A WA teen’s phone app could stop you from drunk driving. It earned her a national honor | Federal State

December 12 – What impact does Advaitha Motkuri want to have in the world?

If you ask, she’ll give you a pretty simple answer.

“Definitely helping people,” says the Richland High School student proudly.

Motkuri, 15, has developed a smartphone app that can tell how drunk someone is by scanning the pupil of their eye.
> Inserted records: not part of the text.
//! Airbnb Insights Backend Service
//!
//! Serves the NYC listings dashboard over a WebSocket push server. Views are
//! aggregated on request from the star-schema warehouse, either Postgres or
//! the ETL's CSV export.

use airbnb_insights::config::{AppConfig, LogFormat, WarehouseBackend};
use airbnb_insights::database::{create_pool, run_migrations};
use airbnb_insights::error::{AppError, AppResult};
use airbnb_insights::services::{DashboardService, PricePredictorClient};
use airbnb_insights::warehouse::{InMemoryWarehouse, PgWarehouse, Warehouse};
use airbnb_insights::websocket::DashboardSocketServer;
use std::net::SocketAddr;
use std::sync::Arc;
use tokio::net::TcpListener;
use tracing::{error, info, warn};

/// Build the configured warehouse backend
async fn build_warehouse(config: &AppConfig) -> AppResult<Arc<dyn Warehouse>> {
    match &config.warehouse {
        WarehouseBackend::Postgres => {
            let db_config = config
                .database
                .as_ref()
                .ok_or_else(|| AppError::Config("DATABASE_URL is not set".to_string()))?;

            info!("Connecting to warehouse database...");
            let pool = create_pool(db_config).await.map_err(|e| {
                error!("Failed to create database pool: {}", e);
                AppError::Database(e)
            })?;
            info!("Database connection pool created successfully");
            info!("Max connections: {}", db_config.max_connections);

            // the ETL owns the warehouse schema; only scratch databases are bootstrapped
            if db_config.bootstrap_schema {
                info!("Bootstrapping star schema from migrations...");
                run_migrations(&pool, None).await.map_err(|e| {
                    error!("Database migration failed: {}", e);
                    AppError::Database(e)
                })?;
                info!("Star schema bootstrap completed");
            }

            Ok(Arc::new(PgWarehouse::new(pool)))
        }
        WarehouseBackend::Csv(dir) => {
            info!("Loading warehouse from CSV export in {}...", dir.display());
            let warehouse = InMemoryWarehouse::from_csv_dir(dir).map_err(|e| {
                error!("Failed to load CSV export: {}", e);
                AppError::Warehouse(e)
            })?;
            info!("Loaded {} fact rows", warehouse.fact_count());
            Ok(Arc::new(warehouse))
        }
    }
}

#[tokio::main]
async fn main() -> AppResult<()> {
    // Load environment variables first
    dotenv::dotenv().ok();

    let config = AppConfig::from_env().map_err(|e| {
        eprintln!("Configuration error: {}", e);
        AppError::Config(e)
    })?;

    let filter = tracing_subscriber::EnvFilter::try_from_default_env().unwrap_or_else(|_| {
        format!("airbnb_insights={},sqlx=warn", config.log_level).into()
    });
    match config.log_format {
        LogFormat::Pretty => tracing_subscriber::fmt().with_env_filter(filter).init(),
        LogFormat::Json => tracing_subscriber::fmt().json().with_env_filter(filter).init(),
    }

    info!("╔══════════════════════════════════════════════════════════╗");
    info!("║         Airbnb Insights Backend Starting                  ║");
    info!("╚══════════════════════════════════════════════════════════╝");
    info!("Environment: {}", config.environment);
    info!("Log level: {}", config.log_level);
    info!("WebSocket port: {}", config.ws_port);

    // =========================================================================
    // WAREHOUSE
    // =========================================================================
    let warehouse = build_warehouse(&config).await?;
    let dashboard = Arc::new(DashboardService::new(warehouse));
    info!("✓ Dashboard service initialized");

    // =========================================================================
    // PRICE PREDICTION CLIENT
    // =========================================================================
    let predictor = match PricePredictorClient::new(&config.ml_service) {
        Ok(client) => {
            match client.health().await {
                Ok(health) if health.is_healthy() => {
                    info!("✓ Price prediction service healthy at {}", config.ml_service.url)
                }
                Ok(health) => warn!(
                    "Price prediction service at {} reports status {}",
                    config.ml_service.url, health.status
                ),
                Err(e) => warn!(
                    "Price prediction service at {} unreachable: {}",
                    config.ml_service.url, e
                ),
            }
            Some(Arc::new(client))
        }
        Err(e) => {
            warn!("Price prediction disabled: {}", e);
            None
        }
    };

    // =========================================================================
    // START SERVER
    // =========================================================================
    let ws_addr: SocketAddr = format!("0.0.0.0:{}", config.ws_port)
        .parse()
        .map_err(|e| AppError::Config(format!("Invalid WebSocket address: {}", e)))?;

    info!("Starting WebSocket server on {}...", ws_addr);
    let listener = TcpListener::bind(ws_addr).await.map_err(|e| {
        error!("Failed to bind WebSocket server: {}", e);
        AppError::Io(e)
    })?;

    let ws_server = DashboardSocketServer::new(dashboard, predictor);
    let ws_handle = tokio::spawn(ws_server.serve(listener));

    info!("╔══════════════════════════════════════════════════════════╗");
    info!("║         Airbnb Insights Backend Ready!                    ║");
    info!("╠══════════════════════════════════════════════════════════╣");
    info!("║  WebSocket:    0.0.0.0:{}                               ║", config.ws_port);
    info!("║  Environment:  {}                                    ║", config.environment);
    info!("╚══════════════════════════════════════════════════════════╝");
    info!("Press Ctrl+C to shutdown gracefully");

    tokio::select! {
        _ = tokio::signal::ctrl_c() => {
            info!("Shutdown signal received, shutting down gracefully...");
        }
        _ = ws_handle => {
            error!("WebSocket server exited unexpectedly");
        }
    }

    info!("Airbnb insights backend shutdown complete");
    Ok(())
}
She hopes to make this technology available to consumers in the years to come.

Her project entitled “People’s Pupil: A Detection in Intoxication” is also recognized.

That placed her third in the overall high school category at the 2022 Mid-Columbia Science Fair, as well as second place at last spring’s Washington State Science and Engineering Fair.

Now it has been praised nationally.

“People’s Pupil” was recently named the winner of the 2022 Central Washington Congressional App Challenge, a programming competition for middle and high school students in the state’s 4th congressional district.

“I was very surprised because I didn’t expect something I submitted as a class assignment to get this far,” she said.

Motkuri even received a call and congratulations from Congressman Dan Newhouse, whose office announced the winner of the contest.

“Each year, the Congressional App Challenge recognizes the bright minds of central Washington’s students,” Newhouse said in a prepared statement. “It is important for Congress to continue supporting the next generation of leaders in STEM, computer science and coding skills. Congratulations Advaitha, I am confident that you and other central Washington students will continue to learn and grow in this field.”

Their award-winning phone app was selected by a panel of judges at the Pacific Northwest National Laboratory (PNNL) in Richland.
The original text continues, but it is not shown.